■ **WORK REQUEST**:
State the number of lines in the entries below where the string "parse" occurs, and omit everything else.

■ **RECORDS PROVIDED**:

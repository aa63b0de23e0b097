use serde::Serialize;

/// Spreadsheet that backs the published dashboard.
pub const DEFAULT_SHEET_ID: &str = "1cw3xMomuMOaprs8mkmj_qnib-Zp_9n68rYMgiRZZqBE";

#[derive(Debug, Clone, Serialize)]
pub struct Config {
    pub sheet_id: String,
    pub sheet_base: String,
    /// When set, sheets are read from `<dir>/<Sheet>.csv` instead of HTTP.
    pub sheets_dir: Option<String>,
    pub fetch_retries: u32,
    pub fetch_timeout_secs: u64,
    pub retry_base_delay_ms: u64,
    /// Divisor for converting program totals to kg/day on the overview.
    pub days_period: u32,
    pub near_dup_threshold: f64,
    pub spam_window_secs: i64,
    pub repetition_threshold: f64,
    pub alpha: f64,
    pub out_dir: String,
    pub server_port: u16,
}

impl Default for Config {
    fn default() -> Self {
        Self {
            sheet_id: DEFAULT_SHEET_ID.to_string(),
            sheet_base: "https://docs.google.com/spreadsheets/d".to_string(),
            sheets_dir: None,
            fetch_retries: 2,
            fetch_timeout_secs: 20,
            retry_base_delay_ms: 250,
            days_period: 609,
            near_dup_threshold: 0.90,
            spam_window_secs: 600,
            repetition_threshold: 0.5,
            alpha: 0.05,
            out_dir: "out".to_string(),
            server_port: 8766,
        }
    }
}

impl Config {
    pub fn from_env() -> Self {
        let d = Self::default();
        Self {
            sheet_id: std::env::var("SHEET_ID").unwrap_or(d.sheet_id),
            sheet_base: std::env::var("SHEET_BASE").unwrap_or(d.sheet_base),
            sheets_dir: std::env::var("SHEETS_DIR").ok().filter(|v| !v.trim().is_empty()),
            fetch_retries: std::env::var("FETCH_RETRIES").ok().and_then(|v| v.parse().ok()).unwrap_or(d.fetch_retries),
            fetch_timeout_secs: std::env::var("FETCH_TIMEOUT_SECS").ok().and_then(|v| v.parse().ok()).unwrap_or(d.fetch_timeout_secs),
            retry_base_delay_ms: std::env::var("RETRY_BASE_MS").ok().and_then(|v| v.parse().ok()).unwrap_or(d.retry_base_delay_ms),
            days_period: std::env::var("DAYS_PERIOD").ok().and_then(|v| v.parse().ok()).unwrap_or(d.days_period),
            near_dup_threshold: std::env::var("NEAR_DUP_THRESHOLD").ok().and_then(|v| v.parse().ok()).unwrap_or(d.near_dup_threshold),
            spam_window_secs: std::env::var("SPAM_WINDOW_SECS").ok().and_then(|v| v.parse().ok()).unwrap_or(d.spam_window_secs),
            repetition_threshold: std::env::var("REPETITION_THRESHOLD").ok().and_then(|v| v.parse().ok()).unwrap_or(d.repetition_threshold),
            alpha: std::env::var("ALPHA").ok().and_then(|v| v.parse().ok()).unwrap_or(d.alpha),
            out_dir: std::env::var("OUT_DIR").unwrap_or(d.out_dir),
            server_port: std::env::var("SERVER_PORT").ok().and_then(|v| v.parse().ok()).unwrap_or(d.server_port),
        }
    }

    /// Stable tag for the knobs that change computed output.
    pub fn params_fingerprint(&self) -> String {
        crate::logging::params_hash(&format!(
            "{}|{}|{}|{}|{}|{}",
            self.sheet_id,
            self.days_period,
            self.near_dup_threshold,
            self.spam_window_secs,
            self.repetition_threshold,
            self.alpha
        ))
    }
}

#[cfg(test)]
mod tests {
    use super::*;

    #[test]
    fn defaults_match_dashboard_constants() {
        let cfg = Config::default();
        assert_eq!(cfg.days_period, 609);
        assert!((cfg.near_dup_threshold - 0.90).abs() < 1e-12);
        assert_eq!(cfg.spam_window_secs, 600);
        assert!((cfg.repetition_threshold - 0.5).abs() < 1e-12);
    }

    #[test]
    fn fingerprint_tracks_thresholds() {
        let a = Config::default();
        let mut b = Config::default();
        b.near_dup_threshold = 0.8;
        assert_ne!(a.params_fingerprint(), b.params_fingerprint());
        assert_eq!(a.params_fingerprint(), Config::default().params_fingerprint());
    }
}
use serde::Serialize;

use super::normality::{self, NormalityVerdict};
use super::special::{norm_cdf, norm_ppf, student_t_two_sided};
use crate::logging::log_correlation;
use crate::metrics;

#[derive(Debug, Clone, Copy, PartialEq, Eq, Serialize)]
pub enum Method {
    Pearson,
    Spearman,
}

impl Method {
    pub fn as_str(&self) -> &'static str {
        match self {
            Method::Pearson => "pearson",
            Method::Spearman => "spearman",
        }
    }
}

#[derive(Debug, Clone, PartialEq, Serialize)]
pub struct Correlation {
    pub method: Method,
    pub r: f64,
    /// `None` below three pairs.
    pub p_value: Option<f64>,
    pub n: usize,
}

/// Pearson r; `None` for fewer than two pairs or a constant variable.
pub fn pearson_r(x: &[f64], y: &[f64]) -> Option<f64> {
    let n = x.len().min(y.len());
    if n < 2 {
        return None;
    }
    let (x, y) = (&x[..n], &y[..n]);
    let mx = metrics::mean(x)?;
    let my = metrics::mean(y)?;
    let mut sxy = 0.0;
    let mut sxx = 0.0;
    let mut syy = 0.0;
    for (a, b) in x.iter().zip(y) {
        sxy += (a - mx) * (b - my);
        sxx += (a - mx).powi(2);
        syy += (b - my).powi(2);
    }
    if sxx <= 0.0 || syy <= 0.0 {
        return None;
    }
    Some((sxy / (sxx * syy).sqrt()).clamp(-1.0, 1.0))
}

/// 1-based ranks, ties get the average of their positions.
pub fn average_ranks(values: &[f64]) -> Vec<f64> {
    let mut idx: Vec<usize> = (0..values.len()).collect();
    idx.sort_by(|&a, &b| values[a].partial_cmp(&values[b]).unwrap_or(std::cmp::Ordering::Equal));
    let mut ranks = vec![0.0; values.len()];
    let mut i = 0;
    while i < idx.len() {
        let mut j = i;
        while j + 1 < idx.len() && values[idx[j + 1]] == values[idx[i]] {
            j += 1;
        }
        let avg = (i + j) as f64 / 2.0 + 1.0;
        for k in i..=j {
            ranks[idx[k]] = avg;
        }
        i = j + 1;
    }
    ranks
}

fn t_test_p(r: f64, n: usize) -> Option<f64> {
    if n < 3 {
        return None;
    }
    let df = (n - 2) as f64;
    if (1.0 - r * r) <= 0.0 {
        return Some(0.0);
    }
    let t = r * (df / (1.0 - r * r)).sqrt();
    Some(student_t_two_sided(t, df))
}

pub fn pearson(x: &[f64], y: &[f64]) -> Option<Correlation> {
    let r = pearson_r(x, y)?;
    let n = x.len().min(y.len());
    Some(Correlation { method: Method::Pearson, r, p_value: t_test_p(r, n), n })
}

pub fn spearman(x: &[f64], y: &[f64]) -> Option<Correlation> {
    let n = x.len().min(y.len());
    let r = pearson_r(&average_ranks(&x[..n]), &average_ranks(&y[..n]))?;
    Some(Correlation { method: Method::Spearman, r, p_value: t_test_p(r, n), n })
}

pub fn correlate(method: Method, x: &[f64], y: &[f64]) -> Option<Correlation> {
    match method {
        Method::Pearson => pearson(x, y),
        Method::Spearman => spearman(x, y),
    }
}

/// Pearson when every variable is judged normal, Spearman otherwise.
pub fn choose_method(verdicts: &[&NormalityVerdict]) -> Method {
    if !verdicts.is_empty() && verdicts.iter().all(|v| v.normal) {
        Method::Pearson
    } else {
        Method::Spearman
    }
}

#[derive(Debug, Clone, PartialEq, Serialize)]
pub struct PairAnalysis {
    pub x_normality: NormalityVerdict,
    pub y_normality: NormalityVerdict,
    pub method: Method,
    pub correlation: Option<Correlation>,
}

/// Normality of both variables decides the method; the result is logged.
pub fn analyze_pair(x: &[f64], y: &[f64], alpha: f64) -> PairAnalysis {
    let x_normality = normality::assess(x, alpha);
    let y_normality = normality::assess(y, alpha);
    let method = choose_method(&[&x_normality, &y_normality]);
    let correlation = correlate(method, x, y);
    if let Some(c) = &correlation {
        log_correlation(method.as_str(), c.r, c.p_value.unwrap_or(f64::NAN), c.n);
    }
    PairAnalysis { x_normality, y_normality, method, correlation }
}

#[derive(Debug, Clone, PartialEq, Serialize)]
pub struct Heatmap {
    pub labels: Vec<String>,
    pub method: Method,
    /// Row-major; `None` where a variable is constant.
    pub matrix: Vec<Vec<Option<f64>>>,
}

pub fn heatmap(columns: &[(&str, Vec<f64>)], method: Method) -> Heatmap {
    let matrix = columns
        .iter()
        .map(|(_, a)| {
            columns
                .iter()
                .map(|(_, b)| correlate(method, a, b).map(|c| c.r))
                .collect()
        })
        .collect();
    Heatmap { labels: columns.iter().map(|(l, _)| l.to_string()).collect(), method, matrix }
}

#[derive(Debug, Clone, Copy, PartialEq, Serialize)]
pub struct PlotPoint {
    pub x: f64,
    pub y: f64,
}

fn finite_sorted(values: &[f64]) -> Vec<f64> {
    let mut v: Vec<f64> = values.iter().cloned().filter(|x| x.is_finite()).collect();
    v.sort_by(|a, b| a.partial_cmp(b).unwrap_or(std::cmp::Ordering::Equal));
    v
}

/// Theoretical normal quantiles (Blom positions) against ordered values.
pub fn qq_points(values: &[f64]) -> Vec<PlotPoint> {
    let v = finite_sorted(values);
    let n = v.len() as f64;
    v.iter()
        .enumerate()
        .map(|(i, y)| PlotPoint { x: norm_ppf((i as f64 + 1.0 - 0.375) / (n + 0.25)), y: *y })
        .collect()
}

/// Empirical cumulative probability against the fitted normal cdf.
pub fn pp_points(values: &[f64]) -> Vec<PlotPoint> {
    let v = finite_sorted(values);
    let (Some(mean), Some(sd)) = (metrics::mean(&v), metrics::std_sample(&v)) else {
        return Vec::new();
    };
    if sd <= 0.0 {
        return Vec::new();
    }
    let n = v.len() as f64;
    v.iter()
        .enumerate()
        .map(|(i, y)| PlotPoint { x: (i as f64 + 0.5) / n, y: norm_cdf((y - mean) / sd) })
        .collect()
}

■ **TASK SOLUTION**:
9